EXERCISE BRIEF: Which lines below mention "Metric"? Pick each one out.

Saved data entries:
· · ·

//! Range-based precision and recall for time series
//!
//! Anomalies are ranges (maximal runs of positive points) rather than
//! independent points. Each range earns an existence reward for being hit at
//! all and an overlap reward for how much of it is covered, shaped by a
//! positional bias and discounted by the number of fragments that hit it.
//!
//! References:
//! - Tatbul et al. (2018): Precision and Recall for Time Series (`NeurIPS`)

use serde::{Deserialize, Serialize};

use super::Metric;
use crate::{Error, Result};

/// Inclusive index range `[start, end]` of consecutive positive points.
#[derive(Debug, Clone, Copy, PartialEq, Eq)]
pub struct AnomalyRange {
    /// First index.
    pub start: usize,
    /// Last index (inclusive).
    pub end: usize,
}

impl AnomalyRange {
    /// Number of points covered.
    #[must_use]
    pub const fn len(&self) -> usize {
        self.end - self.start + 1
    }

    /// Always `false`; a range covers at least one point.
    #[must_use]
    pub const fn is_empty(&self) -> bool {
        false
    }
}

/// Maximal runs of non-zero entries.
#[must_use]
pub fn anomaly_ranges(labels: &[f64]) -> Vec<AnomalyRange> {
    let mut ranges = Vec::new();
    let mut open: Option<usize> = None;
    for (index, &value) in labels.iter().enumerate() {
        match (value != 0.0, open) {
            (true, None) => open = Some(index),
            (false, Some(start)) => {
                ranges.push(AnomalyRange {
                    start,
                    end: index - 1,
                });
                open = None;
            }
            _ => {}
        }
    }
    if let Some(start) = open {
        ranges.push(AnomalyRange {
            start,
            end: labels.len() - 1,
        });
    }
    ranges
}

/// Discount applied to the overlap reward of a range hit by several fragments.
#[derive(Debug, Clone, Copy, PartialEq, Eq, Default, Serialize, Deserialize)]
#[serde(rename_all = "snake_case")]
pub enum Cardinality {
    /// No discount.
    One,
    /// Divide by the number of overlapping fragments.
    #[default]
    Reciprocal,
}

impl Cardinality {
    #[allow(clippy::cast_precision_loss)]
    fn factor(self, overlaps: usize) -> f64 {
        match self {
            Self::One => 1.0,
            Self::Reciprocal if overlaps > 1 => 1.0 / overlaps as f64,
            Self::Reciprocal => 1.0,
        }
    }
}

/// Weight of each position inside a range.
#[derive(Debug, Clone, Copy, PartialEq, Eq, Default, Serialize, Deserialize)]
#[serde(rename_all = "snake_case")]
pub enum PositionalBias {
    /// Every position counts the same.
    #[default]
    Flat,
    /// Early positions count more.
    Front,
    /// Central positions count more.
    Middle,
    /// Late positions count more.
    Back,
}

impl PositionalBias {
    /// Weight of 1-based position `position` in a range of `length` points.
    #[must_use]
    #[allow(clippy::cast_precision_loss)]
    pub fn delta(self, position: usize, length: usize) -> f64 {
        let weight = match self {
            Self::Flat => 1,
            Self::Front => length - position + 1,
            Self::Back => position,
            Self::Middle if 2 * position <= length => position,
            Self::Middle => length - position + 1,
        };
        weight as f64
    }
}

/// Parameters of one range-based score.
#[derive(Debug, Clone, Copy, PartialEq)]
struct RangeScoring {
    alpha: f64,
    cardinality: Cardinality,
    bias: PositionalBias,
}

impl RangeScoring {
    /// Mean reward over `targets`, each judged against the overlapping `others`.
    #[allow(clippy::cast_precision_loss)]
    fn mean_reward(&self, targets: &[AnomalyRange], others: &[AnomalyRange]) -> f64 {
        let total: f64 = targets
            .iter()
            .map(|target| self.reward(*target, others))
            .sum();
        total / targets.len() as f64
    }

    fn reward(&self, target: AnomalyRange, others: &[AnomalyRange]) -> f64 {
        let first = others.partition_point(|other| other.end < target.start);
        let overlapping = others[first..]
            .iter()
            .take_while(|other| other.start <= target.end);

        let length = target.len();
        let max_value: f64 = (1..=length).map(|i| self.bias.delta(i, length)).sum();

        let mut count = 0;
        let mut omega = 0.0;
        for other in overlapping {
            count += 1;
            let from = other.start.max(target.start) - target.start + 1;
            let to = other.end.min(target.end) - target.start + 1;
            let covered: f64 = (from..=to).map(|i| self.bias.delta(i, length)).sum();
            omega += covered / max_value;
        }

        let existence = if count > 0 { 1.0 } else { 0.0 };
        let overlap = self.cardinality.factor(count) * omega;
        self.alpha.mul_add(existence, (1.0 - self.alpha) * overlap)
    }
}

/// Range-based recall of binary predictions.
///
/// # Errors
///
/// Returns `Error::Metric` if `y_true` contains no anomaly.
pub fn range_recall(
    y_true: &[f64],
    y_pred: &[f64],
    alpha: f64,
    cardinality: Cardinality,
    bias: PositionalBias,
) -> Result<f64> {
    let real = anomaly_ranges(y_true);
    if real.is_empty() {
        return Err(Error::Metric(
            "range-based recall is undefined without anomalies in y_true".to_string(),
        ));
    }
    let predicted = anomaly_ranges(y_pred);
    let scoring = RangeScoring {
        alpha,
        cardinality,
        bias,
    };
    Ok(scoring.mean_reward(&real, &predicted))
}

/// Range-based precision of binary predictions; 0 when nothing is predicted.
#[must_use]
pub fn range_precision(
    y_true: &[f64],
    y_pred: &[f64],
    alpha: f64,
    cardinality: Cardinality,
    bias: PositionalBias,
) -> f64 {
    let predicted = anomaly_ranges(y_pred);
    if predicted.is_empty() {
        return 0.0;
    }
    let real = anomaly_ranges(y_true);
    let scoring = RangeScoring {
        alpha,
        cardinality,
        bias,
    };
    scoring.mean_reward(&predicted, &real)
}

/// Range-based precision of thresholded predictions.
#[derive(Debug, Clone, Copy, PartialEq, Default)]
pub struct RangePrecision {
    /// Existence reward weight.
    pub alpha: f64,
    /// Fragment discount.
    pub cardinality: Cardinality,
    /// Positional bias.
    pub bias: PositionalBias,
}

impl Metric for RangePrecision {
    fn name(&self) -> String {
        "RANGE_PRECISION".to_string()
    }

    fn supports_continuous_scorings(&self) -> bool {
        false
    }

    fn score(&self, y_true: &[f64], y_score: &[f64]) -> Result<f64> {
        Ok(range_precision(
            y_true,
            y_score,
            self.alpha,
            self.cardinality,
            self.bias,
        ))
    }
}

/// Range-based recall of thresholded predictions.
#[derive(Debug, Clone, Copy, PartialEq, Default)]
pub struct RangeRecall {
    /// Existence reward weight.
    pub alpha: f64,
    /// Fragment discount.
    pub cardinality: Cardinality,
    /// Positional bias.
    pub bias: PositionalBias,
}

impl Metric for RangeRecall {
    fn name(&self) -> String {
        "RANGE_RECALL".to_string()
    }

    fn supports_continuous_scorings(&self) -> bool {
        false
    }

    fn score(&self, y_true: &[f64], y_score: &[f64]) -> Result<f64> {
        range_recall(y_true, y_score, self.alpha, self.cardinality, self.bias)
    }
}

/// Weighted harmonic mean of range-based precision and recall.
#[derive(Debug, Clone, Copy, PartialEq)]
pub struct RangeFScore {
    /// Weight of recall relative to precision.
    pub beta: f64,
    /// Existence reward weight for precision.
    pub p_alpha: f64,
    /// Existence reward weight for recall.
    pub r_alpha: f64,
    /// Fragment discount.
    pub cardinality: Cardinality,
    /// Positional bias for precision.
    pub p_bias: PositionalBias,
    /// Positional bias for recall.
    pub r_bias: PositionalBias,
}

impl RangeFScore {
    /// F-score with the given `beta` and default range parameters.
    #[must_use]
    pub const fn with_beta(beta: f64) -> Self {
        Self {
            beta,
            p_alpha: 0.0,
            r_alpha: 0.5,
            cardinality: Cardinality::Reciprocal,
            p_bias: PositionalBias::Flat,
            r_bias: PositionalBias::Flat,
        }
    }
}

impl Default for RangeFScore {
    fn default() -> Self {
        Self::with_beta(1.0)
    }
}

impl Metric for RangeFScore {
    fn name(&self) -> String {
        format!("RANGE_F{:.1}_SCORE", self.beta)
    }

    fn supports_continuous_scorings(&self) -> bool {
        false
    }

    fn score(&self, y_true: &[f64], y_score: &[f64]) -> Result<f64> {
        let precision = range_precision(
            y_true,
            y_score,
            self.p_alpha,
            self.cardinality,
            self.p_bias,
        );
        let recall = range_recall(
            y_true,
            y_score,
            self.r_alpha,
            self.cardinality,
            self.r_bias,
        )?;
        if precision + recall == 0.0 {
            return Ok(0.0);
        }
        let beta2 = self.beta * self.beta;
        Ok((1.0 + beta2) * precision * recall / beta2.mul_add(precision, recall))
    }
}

· · ·

ANSWER SECTION:
use super::Metric;
/// Returns `Error::Metric` if `y_true` contains no anomaly.
        return Err(Error::Metric(
impl Metric for RangePrecision {
impl Metric for RangeRecall {
impl Metric for RangeFScore {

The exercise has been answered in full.